### What you are asked to do
Verbatim output required. Print the data in full.

(Saved data entries)
BEGIN

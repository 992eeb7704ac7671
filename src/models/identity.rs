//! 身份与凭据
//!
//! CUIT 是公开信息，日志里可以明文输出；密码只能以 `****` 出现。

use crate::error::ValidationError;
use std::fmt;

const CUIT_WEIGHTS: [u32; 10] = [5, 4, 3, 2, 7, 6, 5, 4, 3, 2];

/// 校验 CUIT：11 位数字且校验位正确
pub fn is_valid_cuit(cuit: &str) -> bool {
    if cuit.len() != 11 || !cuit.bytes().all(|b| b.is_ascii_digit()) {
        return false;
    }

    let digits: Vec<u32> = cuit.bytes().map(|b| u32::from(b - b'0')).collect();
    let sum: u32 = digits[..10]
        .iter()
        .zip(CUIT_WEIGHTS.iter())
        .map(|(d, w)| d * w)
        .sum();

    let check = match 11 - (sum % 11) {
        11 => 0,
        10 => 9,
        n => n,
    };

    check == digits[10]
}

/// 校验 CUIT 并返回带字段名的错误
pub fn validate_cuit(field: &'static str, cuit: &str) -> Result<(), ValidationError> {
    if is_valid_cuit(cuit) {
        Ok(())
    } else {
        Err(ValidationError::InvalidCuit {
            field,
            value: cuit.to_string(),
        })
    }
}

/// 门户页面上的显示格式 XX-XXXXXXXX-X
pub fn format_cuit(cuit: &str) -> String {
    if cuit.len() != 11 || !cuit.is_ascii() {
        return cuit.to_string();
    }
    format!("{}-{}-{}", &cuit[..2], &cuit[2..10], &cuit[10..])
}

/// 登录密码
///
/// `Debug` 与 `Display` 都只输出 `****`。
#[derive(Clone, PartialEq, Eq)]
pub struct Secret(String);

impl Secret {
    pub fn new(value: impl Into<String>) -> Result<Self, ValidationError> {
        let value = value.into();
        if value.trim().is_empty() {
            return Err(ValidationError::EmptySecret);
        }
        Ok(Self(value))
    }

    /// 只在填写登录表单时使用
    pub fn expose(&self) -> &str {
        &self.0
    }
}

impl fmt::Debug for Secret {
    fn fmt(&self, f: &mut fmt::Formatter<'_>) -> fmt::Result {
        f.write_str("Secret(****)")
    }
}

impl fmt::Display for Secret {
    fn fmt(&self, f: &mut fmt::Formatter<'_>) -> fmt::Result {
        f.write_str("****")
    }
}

END

### Answer space
repository 992eeb7704ac7671
filename src/models/identity.rs
//! 身份与凭据
//!
//! CUIT 是公开信息，日志里可以明文输出；密码只能以 `****` 出现。

use crate::error::ValidationError;
use std::fmt;

const CUIT_WEIGHTS: [u32; 10] = [5, 4, 3, 2, 7, 6, 5, 4, 3, 2];

/// 校验 CUIT：11 位数字且校验位正确
pub fn is_valid_cuit(cuit: &str) -> bool {
    if cuit.len() != 11 || !cuit.bytes().all(|b| b.is_ascii_digit()) {
        return false;
    }

    let digits: Vec<u32> = cuit.bytes().map(|b| u32::from(b - b'0')).collect();
    let sum: u32 = digits[..10]
        .iter()
        .zip(CUIT_WEIGHTS.iter())
        .map(|(d, w)| d * w)
        .sum();

    let check = match 11 - (sum % 11) {
        11 => 0,
        10 => 9,
        n => n,
    };

    check == digits[10]
}

/// 校验 CUIT 并返回带字段名的错误
pub fn validate_cuit(field: &'static str, cuit: &str) -> Result<(), ValidationError> {
    if is_valid_cuit(cuit) {
        Ok(())
    } else {
        Err(ValidationError::InvalidCuit {
            field,
            value: cuit.to_string(),
        })
    }
}

/// 门户页面上的显示格式 XX-XXXXXXXX-X
pub fn format_cuit(cuit: &str) -> String {
    if cuit.len() != 11 || !cuit.is_ascii() {
        return cuit.to_string();
    }
    format!("{}-{}-{}", &cuit[..2], &cuit[2..10], &cuit[10..])
}

/// 登录密码
///
/// `Debug` 与 `Display` 都只输出 `****`。
#[derive(Clone, PartialEq, Eq)]
pub struct Secret(String);

impl Secret {
    pub fn new(value: impl Into<String>) -> Result<Self, ValidationError> {
        let value = value.into();
        if value.trim().is_empty() {
            return Err(ValidationError::EmptySecret);
        }
        Ok(Self(value))
    }

    /// 只在填写登录表单时使用
    pub fn expose(&self) -> &str {
        &self.0
    }
}

impl fmt::Debug for Secret {
    fn fmt(&self, f: &mut fmt::Formatter<'_>) -> fmt::Result {
        f.write_str("Secret(****)")
    }
}

impl fmt::Display for Secret {
    fn fmt(&self, f: &mut fmt::Formatter<'_>) -> fmt::Result {
        f.write_str("****")
    }
}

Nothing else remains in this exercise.